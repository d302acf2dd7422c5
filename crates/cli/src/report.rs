//! Machine-parseable diagnostics written to stderr.

use std::io::{self, Write};
use std::path::Path;

use serde::Serialize;

use rulecard_compiler::driver::{AgentFailure, AgentStatus, CompileReport};
use rulecard_compiler::loader::{LoadResult, LoadStatus};
use rulecard_core::ErrorKind;

use crate::cli::ReportFormat;

/// One diagnostic line: who failed, how, where.
#[derive(Debug, Serialize)]
pub struct Diagnostic<'a> {
    #[serde(skip_serializing_if = "Option::is_none")]
    pub agent: Option<&'a str>,
    pub kind: ErrorKind,
    pub file: Option<&'a Path>,
    pub message: &'a str,
}

impl<'a> From<&'a AgentFailure> for Diagnostic<'a> {
    fn from(f: &'a AgentFailure) -> Self {
        Self {
            agent: Some(f.agent.as_str()),
            kind: f.kind,
            file: f.file.as_deref(),
            message: &f.message,
        }
    }
}

impl Diagnostic<'_> {
    pub fn render(&self, format: ReportFormat) -> String {
        match format {
            ReportFormat::Json => {
                serde_json::to_string(self).unwrap_or_else(|_| self.render(ReportFormat::Text))
            }
            ReportFormat::Text => {
                let file = self
                    .file
                    .map(|p| format!("{:?}", p.display().to_string()))
                    .unwrap_or_else(|| "-".to_string());
                let mut line = String::new();
                if let Some(agent) = self.agent {
                    line.push_str(&format!("agent={agent} "));
                }
                line.push_str(&format!("kind={} file={} message={:?}", self.kind, file, self.message));
                line
            }
        }
    }
}

/// Print failures to stderr and written paths to stdout, then a summary.
pub fn print_compile_report(report: &CompileReport, format: ReportFormat) -> io::Result<()> {
    let stderr = io::stderr();
    let mut err = stderr.lock();
    let stdout = io::stdout();
    let mut out = stdout.lock();

    for outcome in &report.outcomes {
        match &outcome.status {
            AgentStatus::Failed(f) => writeln!(err, "{}", Diagnostic::from(f).render(format))?,
            AgentStatus::Written { path, .. } => writeln!(out, "{}", path.display())?,
            _ => {}
        }
    }

    let failed = report.failures().count();
    let total = report.outcomes.len();
    writeln!(
        err,
        "{} of {} agent(s) built, {} failed",
        total - failed,
        total,
        failed
    )
}

/// Print per-file failures of a `check` run; returns the failure count.
pub fn print_check_results(results: &[LoadResult], format: ReportFormat) -> io::Result<usize> {
    let stderr = io::stderr();
    let mut err = stderr.lock();
    let mut failed = 0;
    for r in results {
        if let LoadStatus::Failed { kind, error } = &r.status {
            failed += 1;
            let diag = Diagnostic {
                agent: None,
                kind: *kind,
                file: Some(r.path.as_path()),
                message: error,
            };
            writeln!(err, "{}", diag.render(format))?;
        }
    }
    writeln!(err, "{} of {} card(s) valid", results.len() - failed, results.len())?;
    Ok(failed)
}

#[cfg(test)]
mod tests {
    use std::path::PathBuf;

    use super::*;

    fn failure() -> AgentFailure {
        AgentFailure {
            agent: "web".into(),
            kind: ErrorKind::Schema,
            file: Some(PathBuf::from("rule_cards/jwt/JWT-001.yml")),
            message: "schema error: \"id\" missing".into(),
        }
    }

    #[test]
    fn text_line_is_key_value() {
        let f = failure();
        let line = Diagnostic::from(&f).render(ReportFormat::Text);
        assert_eq!(
            line,
            r#"agent=web kind=schema file="rule_cards/jwt/JWT-001.yml" message="schema error: \"id\" missing""#
        );
    }

    #[test]
    fn json_line_round_trips() {
        let f = failure();
        let line = Diagnostic::from(&f).render(ReportFormat::Json);
        let v: serde_json::Value = serde_json::from_str(&line).unwrap();
        assert_eq!(v["agent"], "web");
        assert_eq!(v["kind"], "schema");
        assert_eq!(v["file"], "rule_cards/jwt/JWT-001.yml");
    }

    #[test]
    fn file_with_spaces_stays_one_field() {
        let d = Diagnostic {
            agent: None,
            kind: ErrorKind::Schema,
            file: Some(Path::new("rule_cards/my cards/A 1.yml")),
            message: "bad",
        };
        assert_eq!(
            d.render(ReportFormat::Text),
            r#"kind=schema file="rule_cards/my cards/A 1.yml" message="bad""#
        );
    }

    #[test]
    fn missing_file_renders_dash() {
        let d = Diagnostic {
            agent: Some("infra"),
            kind: ErrorKind::Compiler,
            file: None,
            message: "boom",
        };
        assert_eq!(
            d.render(ReportFormat::Text),
            r#"agent=infra kind=compiler file=- message="boom""#
        );
    }
}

· · ·

ACTION ITEM =
Output all of the data again, exactly.

ANSWER SECTION =
repository d302acf2dd7422c5
filename crates/cli/src/report.rs
//! Machine-parseable diagnostics written to stderr.

use std::io::{self, Write};
use std::path::Path;

use serde::Serialize;

use rulecard_compiler::driver::{AgentFailure, AgentStatus, CompileReport};
use rulecard_compiler::loader::{LoadResult, LoadStatus};
use rulecard_core::ErrorKind;

use crate::cli::ReportFormat;

/// One diagnostic line: who failed, how, where.
#[derive(Debug, Serialize)]
pub struct Diagnostic<'a> {
    #[serde(skip_serializing_if = "Option::is_none")]
    pub agent: Option<&'a str>,
    pub kind: ErrorKind,
    pub file: Option<&'a Path>,
    pub message: &'a str,
}

impl<'a> From<&'a AgentFailure> for Diagnostic<'a> {
    fn from(f: &'a AgentFailure) -> Self {
        Self {
            agent: Some(f.agent.as_str()),
            kind: f.kind,
            file: f.file.as_deref(),
            message: &f.message,
        }
    }
}

impl Diagnostic<'_> {
    pub fn render(&self, format: ReportFormat) -> String {
        match format {
            ReportFormat::Json => {
                serde_json::to_string(self).unwrap_or_else(|_| self.render(ReportFormat::Text))
            }
            ReportFormat::Text => {
                let file = self
                    .file
                    .map(|p| format!("{:?}", p.display().to_string()))
                    .unwrap_or_else(|| "-".to_string());
                let mut line = String::new();
                if let Some(agent) = self.agent {
                    line.push_str(&format!("agent={agent} "));
                }
                line.push_str(&format!("kind={} file={} message={:?}", self.kind, file, self.message));
                line
            }
        }
    }
}

/// Print failures to stderr and written paths to stdout, then a summary.
pub fn print_compile_report(report: &CompileReport, format: ReportFormat) -> io::Result<()> {
    let stderr = io::stderr();
    let mut err = stderr.lock();
    let stdout = io::stdout();
    let mut out = stdout.lock();

    for outcome in &report.outcomes {
        match &outcome.status {
            AgentStatus::Failed(f) => writeln!(err, "{}", Diagnostic::from(f).render(format))?,
            AgentStatus::Written { path, .. } => writeln!(out, "{}", path.display())?,
            _ => {}
        }
    }

    let failed = report.failures().count();
    let total = report.outcomes.len();
    writeln!(
        err,
        "{} of {} agent(s) built, {} failed",
        total - failed,
        total,
        failed
    )
}

/// Print per-file failures of a `check` run; returns the failure count.
pub fn print_check_results(results: &[LoadResult], format: ReportFormat) -> io::Result<usize> {
    let stderr = io::stderr();
    let mut err = stderr.lock();
    let mut failed = 0;
    for r in results {
        if let LoadStatus::Failed { kind, error } = &r.status {
            failed += 1;
            let diag = Diagnostic {
                agent: None,
                kind: *kind,
                file: Some(r.path.as_path()),
                message: error,
            };
            writeln!(err, "{}", diag.render(format))?;
        }
    }
    writeln!(err, "{} of {} card(s) valid", results.len() - failed, results.len())?;
    Ok(failed)
}

#[cfg(test)]
mod tests {
    use std::path::PathBuf;

    use super::*;

    fn failure() -> AgentFailure {
        AgentFailure {
            agent: "web".into(),
            kind: ErrorKind::Schema,
            file: Some(PathBuf::from("rule_cards/jwt/JWT-001.yml")),
            message: "schema error: \"id\" missing".into(),
        }
    }

    #[test]
    fn text_line_is_key_value() {
        let f = failure();
        let line = Diagnostic::from(&f).render(ReportFormat::Text);
        assert_eq!(
            line,
            r#"agent=web kind=schema file="rule_cards/jwt/JWT-001.yml" message="schema error: \"id\" missing""#
        );
    }

    #[test]
    fn json_line_round_trips() {
        let f = failure();
        let line = Diagnostic::from(&f).render(ReportFormat::Json);
        let v: serde_json::Value = serde_json::from_str(&line).unwrap();
        assert_eq!(v["agent"], "web");
        assert_eq!(v["kind"], "schema");
        assert_eq!(v["file"], "rule_cards/jwt/JWT-001.yml");
    }

    #[test]
    fn file_with_spaces_stays_one_field() {
        let d = Diagnostic {
            agent: None,
            kind: ErrorKind::Schema,
            file: Some(Path::new("rule_cards/my cards/A 1.yml")),
            message: "bad",
        };
        assert_eq!(
            d.render(ReportFormat::Text),
            r#"kind=schema file="rule_cards/my cards/A 1.yml" message="bad""#
        );
    }

    #[test]
    fn missing_file_renders_dash() {
        let d = Diagnostic {
            agent: Some("infra"),
            kind: ErrorKind::Compiler,
            file: None,
            message: "boom",
        };
        assert_eq!(
            d.render(ReportFormat::Text),
            r#"agent=infra kind=compiler file=- message="boom""#
        );
    }
}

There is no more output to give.